Work order:
Wherever "Result" turns up in the entries, copy out the line that holds it.

------ Provided entries ------

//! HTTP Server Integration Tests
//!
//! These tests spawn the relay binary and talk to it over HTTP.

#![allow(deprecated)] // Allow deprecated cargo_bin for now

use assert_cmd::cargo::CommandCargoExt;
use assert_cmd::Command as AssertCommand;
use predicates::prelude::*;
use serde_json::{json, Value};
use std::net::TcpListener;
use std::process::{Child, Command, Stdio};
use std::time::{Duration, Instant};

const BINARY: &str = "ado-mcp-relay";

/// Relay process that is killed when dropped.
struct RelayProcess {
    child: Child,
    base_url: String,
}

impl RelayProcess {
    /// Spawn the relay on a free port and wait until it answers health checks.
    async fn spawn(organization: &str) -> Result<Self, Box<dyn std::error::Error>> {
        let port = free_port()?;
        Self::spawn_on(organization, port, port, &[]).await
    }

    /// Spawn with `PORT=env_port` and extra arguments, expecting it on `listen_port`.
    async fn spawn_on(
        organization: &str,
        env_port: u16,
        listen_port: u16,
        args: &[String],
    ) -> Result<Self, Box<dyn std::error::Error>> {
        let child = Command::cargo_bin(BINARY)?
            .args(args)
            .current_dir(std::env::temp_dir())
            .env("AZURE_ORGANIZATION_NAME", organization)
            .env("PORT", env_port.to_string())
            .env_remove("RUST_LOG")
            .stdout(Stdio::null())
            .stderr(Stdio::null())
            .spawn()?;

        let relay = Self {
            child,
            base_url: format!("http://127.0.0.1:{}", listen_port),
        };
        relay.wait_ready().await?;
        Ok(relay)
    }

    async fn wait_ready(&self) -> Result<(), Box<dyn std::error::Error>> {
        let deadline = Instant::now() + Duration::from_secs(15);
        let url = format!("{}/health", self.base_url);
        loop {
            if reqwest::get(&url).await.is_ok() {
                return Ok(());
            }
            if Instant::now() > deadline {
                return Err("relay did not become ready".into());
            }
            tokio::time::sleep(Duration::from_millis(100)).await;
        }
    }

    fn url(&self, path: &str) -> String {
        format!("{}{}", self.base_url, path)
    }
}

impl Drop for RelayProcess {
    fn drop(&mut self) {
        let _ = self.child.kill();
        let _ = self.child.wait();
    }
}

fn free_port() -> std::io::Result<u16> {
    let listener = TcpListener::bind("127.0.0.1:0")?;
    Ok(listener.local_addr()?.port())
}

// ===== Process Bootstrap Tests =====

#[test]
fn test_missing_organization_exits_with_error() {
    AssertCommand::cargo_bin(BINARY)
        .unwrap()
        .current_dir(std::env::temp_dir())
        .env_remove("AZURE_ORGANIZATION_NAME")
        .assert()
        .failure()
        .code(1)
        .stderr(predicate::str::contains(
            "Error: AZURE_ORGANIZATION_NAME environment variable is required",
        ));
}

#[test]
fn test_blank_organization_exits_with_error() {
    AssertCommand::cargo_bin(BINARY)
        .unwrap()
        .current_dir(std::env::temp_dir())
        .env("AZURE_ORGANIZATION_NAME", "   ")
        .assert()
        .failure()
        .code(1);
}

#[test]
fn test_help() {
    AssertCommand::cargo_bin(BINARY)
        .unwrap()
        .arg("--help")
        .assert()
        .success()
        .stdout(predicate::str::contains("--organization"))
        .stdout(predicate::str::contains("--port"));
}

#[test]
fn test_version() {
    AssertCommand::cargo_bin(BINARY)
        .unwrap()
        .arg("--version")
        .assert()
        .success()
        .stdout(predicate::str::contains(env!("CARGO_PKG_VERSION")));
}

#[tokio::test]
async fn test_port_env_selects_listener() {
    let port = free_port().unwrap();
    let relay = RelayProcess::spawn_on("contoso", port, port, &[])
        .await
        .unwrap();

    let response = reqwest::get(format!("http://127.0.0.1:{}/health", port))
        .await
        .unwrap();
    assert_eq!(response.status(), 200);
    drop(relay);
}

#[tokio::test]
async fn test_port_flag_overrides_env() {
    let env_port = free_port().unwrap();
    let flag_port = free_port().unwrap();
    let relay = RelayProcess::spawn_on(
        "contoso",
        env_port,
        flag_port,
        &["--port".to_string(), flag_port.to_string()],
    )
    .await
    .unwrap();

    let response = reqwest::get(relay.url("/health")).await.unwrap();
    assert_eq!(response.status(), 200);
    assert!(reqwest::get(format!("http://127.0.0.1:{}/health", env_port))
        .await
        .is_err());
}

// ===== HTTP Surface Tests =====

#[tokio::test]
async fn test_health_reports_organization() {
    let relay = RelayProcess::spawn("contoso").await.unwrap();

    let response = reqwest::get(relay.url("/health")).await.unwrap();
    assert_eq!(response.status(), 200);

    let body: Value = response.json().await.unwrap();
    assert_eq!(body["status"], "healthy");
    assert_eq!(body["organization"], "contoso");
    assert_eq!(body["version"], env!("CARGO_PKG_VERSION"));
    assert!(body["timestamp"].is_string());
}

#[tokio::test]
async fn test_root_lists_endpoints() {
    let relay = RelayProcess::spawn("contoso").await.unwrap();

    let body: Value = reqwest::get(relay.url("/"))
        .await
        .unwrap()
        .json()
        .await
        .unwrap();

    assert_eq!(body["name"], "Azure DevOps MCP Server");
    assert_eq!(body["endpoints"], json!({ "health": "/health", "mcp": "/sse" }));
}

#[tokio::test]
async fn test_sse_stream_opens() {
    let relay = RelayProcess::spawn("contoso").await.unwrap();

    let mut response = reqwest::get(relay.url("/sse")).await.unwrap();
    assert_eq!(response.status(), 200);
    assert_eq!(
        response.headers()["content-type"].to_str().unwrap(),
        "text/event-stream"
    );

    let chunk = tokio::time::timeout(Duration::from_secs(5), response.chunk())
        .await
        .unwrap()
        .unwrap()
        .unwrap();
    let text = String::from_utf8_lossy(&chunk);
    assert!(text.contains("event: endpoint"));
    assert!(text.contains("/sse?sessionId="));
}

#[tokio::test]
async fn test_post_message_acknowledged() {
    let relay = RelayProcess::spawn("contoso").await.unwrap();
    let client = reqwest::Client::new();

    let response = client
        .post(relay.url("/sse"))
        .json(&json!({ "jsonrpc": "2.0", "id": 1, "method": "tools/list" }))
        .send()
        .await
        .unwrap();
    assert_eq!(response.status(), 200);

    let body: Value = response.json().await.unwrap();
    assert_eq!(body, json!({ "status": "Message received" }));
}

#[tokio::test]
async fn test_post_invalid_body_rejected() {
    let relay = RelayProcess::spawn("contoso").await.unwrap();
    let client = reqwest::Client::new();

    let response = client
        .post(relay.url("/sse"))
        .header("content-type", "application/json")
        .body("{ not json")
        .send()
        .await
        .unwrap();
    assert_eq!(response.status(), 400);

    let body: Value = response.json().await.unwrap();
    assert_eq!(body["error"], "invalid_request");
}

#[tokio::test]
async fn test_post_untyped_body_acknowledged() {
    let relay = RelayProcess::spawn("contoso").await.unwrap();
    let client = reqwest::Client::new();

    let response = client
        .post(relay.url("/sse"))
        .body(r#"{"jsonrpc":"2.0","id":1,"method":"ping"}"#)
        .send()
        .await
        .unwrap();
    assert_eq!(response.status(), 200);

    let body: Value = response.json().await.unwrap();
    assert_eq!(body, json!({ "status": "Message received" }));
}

------

Written solution:
    async fn spawn(organization: &str) -> Result<Self, Box<dyn std::error::Error>> {
    ) -> Result<Self, Box<dyn std::error::Error>> {
    async fn wait_ready(&self) -> Result<(), Box<dyn std::error::Error>> {
fn free_port() -> std::io::Result<u16> {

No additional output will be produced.